CVE-2006-1661
skforum < 1.5 - Cross-Site Scripting via areaID, time, and userID Parameters
Title source: llmExploitation Summary
EIP tracks 3 public exploits for CVE-2006-1661. PoCs published by r0t.
AI-analyzed exploit summary The provided text describes a cross-site scripting (XSS) vulnerability in SKForum, where user-supplied input is not properly sanitized. It includes a sample URL demonstrating the vulnerability but lacks executable exploit code.
Description
Multiple cross-site scripting (XSS) vulnerabilities in SKForum 1.5 and earlier allow remote attackers to inject arbitrary web script or HTML via the (1) areaID parameter in area.View.action, (2) time parameter in planning.View.action, and (3) userID parameter in user.View.action.
Exploits (3)
The provided text describes a cross-site scripting (XSS) vulnerability in SKForum, where user-supplied input is not properly sanitized. It includes a sample URL demonstrating the vulnerability but lacks executable exploit code.
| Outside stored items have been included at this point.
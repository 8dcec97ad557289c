use serde::Serialize;

use crate::key::Key;

/// Recorded result of one trial, assembled exactly once by the finalizer and
/// immutable from hand-off onward.
#[derive(Debug, Clone, PartialEq, Serialize)]
pub struct TrialOutcome<S> {
    /// Time from trial start to the response, if one occurred.
    pub raw_rt_ns: Option<u64>,
    /// `raw_rt - fixation_duration`. Negative when the subject responded
    /// during the fixation phase; the sign is preserved for the downstream
    /// classifier, never clamped.
    pub corrected_rt_ns: Option<i64>,
    /// Echo of the trial's stimuli for downstream scoring.
    pub primary: S,
    pub secondary: S,
    /// Onset of the primary stimulus: the fixation duration, or 0.
    pub onset_primary_ns: u64,
    /// `fixation + isi`. Defined on go trials too, even though no visual
    /// swap ever happens there.
    pub onset_secondary_ns: u64,
    pub key_pressed: Option<Key>,
}

impl<S> TrialOutcome<S> {
    pub fn responded(&self) -> bool {
        self.raw_rt_ns.is_some()
    }
}
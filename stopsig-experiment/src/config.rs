use std::marker::PhantomData;

use stopsig_core::{ArrowDirection, Key, KeySet, Phase, StimulusType};

/// One go stimulus, its stop-signal variant, and the key that counts as the
/// correct response to it.
#[derive(Debug, Clone)]
pub struct GoStimulus {
    pub label: &'static str,
    pub stimulus: StimulusType,
    pub stop_variant: StimulusType,
    pub correct_key: Key,
}

/// Everything the experiment is allowed to vary, constructed once before the
/// first trial and read-only from then on. All cross-trial memory that is NOT
/// configuration (the SSD tracker) lives in the state machine, never here.
#[derive(Debug, Clone)]
pub struct ExperimentConfig<P: Phase> {
    pub fixation: StimulusType,
    pub go_stimuli: Vec<GoStimulus>,

    /// Proportion of stop-signal trials in the basic design (1/4 recommended;
    /// 1/6 to 1/3 are sensible).
    pub stop_proportion: f64,
    /// Repetitions of the basic design per practice / experimental block.
    pub design_reps_practice: usize,
    pub design_reps_experiment: usize,
    /// Number of experimental blocks, excluding the practice block.
    pub experiment_blocks: usize,

    /// Blank intertrial interval.
    pub iti_ms: u64,
    /// Fixation presentation before the go stimulus.
    pub fixation_ms: u64,
    /// Maximum reaction time; every trial lasts exactly this long after the
    /// go stimulus appears.
    pub max_rt_ms: u64,
    /// Start value of the SSD tracking procedure.
    pub ssd_start_ms: u64,
    /// Step of the SSD tracking procedure; also the lowest possible SSD.
    pub ssd_step_ms: u64,
    /// Immediate feedback interval during the practice block.
    pub feedback_ms: u64,
    /// Break between blocks.
    pub block_break_ms: u64,

    pub(crate) _phantom: PhantomData<P>,
}

impl<P: Phase> ExperimentConfig<P> {
    /// The keys a subject may answer with: the correct key of every go
    /// stimulus.
    pub fn response_keys(&self) -> KeySet {
        KeySet::Of(self.go_stimuli.iter().map(|s| s.correct_key.clone()).collect())
    }

    pub fn design_reps(&self, practice: bool) -> usize {
        if practice {
            self.design_reps_practice
        } else {
            self.design_reps_experiment
        }
    }
}

impl<P: Phase> Default for ExperimentConfig<P> {
    fn default() -> Self {
        let white = [255, 255, 255, 255];
        let signal_red = [204, 0, 0, 255];
        Self {
            fixation: StimulusType::FixationCross {
                size: 40.0,
                color: white,
            },
            go_stimuli: vec![
                GoStimulus {
                    label: "left",
                    stimulus: StimulusType::Arrow {
                        direction: ArrowDirection::Left,
                        size: 60.0,
                        color: white,
                    },
                    stop_variant: StimulusType::SignaledArrow {
                        direction: ArrowDirection::Left,
                        size: 60.0,
                        color: signal_red,
                        ring: signal_red,
                    },
                    correct_key: Key::new("leftarrow"),
                },
                GoStimulus {
                    label: "right",
                    stimulus: StimulusType::Arrow {
                        direction: ArrowDirection::Right,
                        size: 60.0,
                        color: white,
                    },
                    stop_variant: StimulusType::SignaledArrow {
                        direction: ArrowDirection::Right,
                        size: 60.0,
                        color: signal_red,
                        ring: signal_red,
                    },
                    correct_key: Key::new("rightarrow"),
                },
            ],
            stop_proportion: 0.25,
            design_reps_practice: 4,
            design_reps_experiment: 8,
            experiment_blocks: 4,
            iti_ms: 500,
            fixation_ms: 250,
            max_rt_ms: 1250,
            ssd_start_ms: 200,
            ssd_step_ms: 50,
            feedback_ms: 750,
            block_break_ms: 15_000,
            _phantom: PhantomData,
        }
    }
}

#[cfg(test)]
mod tests {
    use super::*;
    use stopsig_core::StandardPhase;

    #[test]
    fn default_config_matches_the_reference_protocol() {
        let config = ExperimentConfig::<StandardPhase>::default();
        assert_eq!(config.fixation_ms, 250);
        assert_eq!(config.max_rt_ms, 1250);
        assert_eq!(config.ssd_start_ms, 200);
        assert_eq!(config.ssd_step_ms, 50);
        assert_eq!(config.go_stimuli.len(), 2);
        assert!(
            config
                .response_keys()
                .admits(&Key::new("leftarrow"))
        );
        assert!(!config.response_keys().admits(&Key::new("space")));
    }
}
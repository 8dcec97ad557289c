pub mod config;
pub mod design;
pub mod score;
pub mod staircase;
pub mod state;
pub mod text;

pub use config::{ExperimentConfig, GoStimulus};
pub use design::{PlannedTrial, TrialKind, block_design};
pub use score::{BlockStats, Classification, TrialRecord, block_stats, classify};
pub use staircase::SsdStaircase;
pub use state::{ExperimentEvent, ExperimentStateMachine};
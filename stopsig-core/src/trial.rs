use serde::Serialize;

use crate::key::Key;

/// Trial state machine states. `Terminated` is the single terminal state;
/// every other state can reach it directly via response or deadline.
#[derive(Debug, Clone, Copy, PartialEq, Eq)]
pub enum TrialPhase {
    Init,
    Fixation,
    Primary,
    Secondary,
    Terminated,
}

/// The one recorded keypress of a trial. `at_ns` is measured from trial
/// start (t = 0), not from any stimulus onset.
#[derive(Debug, Clone, PartialEq, Serialize)]
pub struct ResponseEvent {
    pub key: Key,
    pub at_ns: u64,
}
pub mod key;
pub mod outcome;
pub mod phase;
pub mod spec;
pub mod stimulus;
pub mod trial;

pub use key::{Key, KeySet};
pub use outcome::TrialOutcome;
pub use phase::{Phase, StandardPhase};
pub use spec::TrialSpec;
pub use stimulus::{ArrowDirection, Stimulus, StimulusType};
pub use trial::{ResponseEvent, TrialPhase};
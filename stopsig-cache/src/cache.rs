use lazy_static::lazy_static;
use std::collections::HashMap;
use std::sync::RwLock;
pub use string_cache::DefaultAtom as Atom;

struct Interner {
    ids: HashMap<Atom, usize>,
    atoms: Vec<Atom>,
}

lazy_static! {
    static ref TEXT_INTERNER: RwLock<Interner> = RwLock::new(Interner {
        ids: HashMap::new(),
        atoms: Vec::new(),
    });
}

/// Intern a string and return its stable ID. IDs are assigned in first-seen
/// order and never reused, so they can key render caches across frames.
pub fn intern_text(s: &str) -> usize {
    let atom = Atom::from(s);
    if let Some(&id) = TEXT_INTERNER.read().unwrap().ids.get(&atom) {
        return id;
    }
    let mut interner = TEXT_INTERNER.write().unwrap();
    // another thread may have interned it between the read and write locks
    if let Some(&id) = interner.ids.get(&atom) {
        return id;
    }
    let id = interner.atoms.len();
    interner.atoms.push(atom.clone());
    interner.ids.insert(atom, id);
    id
}

/// Current count of unique interned texts
pub fn text_count() -> usize {
    TEXT_INTERNER.read().unwrap().atoms.len()
}

pub fn get_text(id: usize) -> Option<Atom> {
    TEXT_INTERNER.read().unwrap().atoms.get(id).cloned()
}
The provided text describes a cross-site scripting (XSS) vulnerability in SKForum, where user-supplied input is not properly sanitized. The example URL demonstrates how an attacker could inject arbitrary script code into the 'time' parameter.
The provided text describes a cross-site scripting (XSS) vulnerability in SKForum, where user-supplied input is not properly sanitized. The example URL demonstrates how an attacker could inject arbitrary script code into the 'areaID' parameter.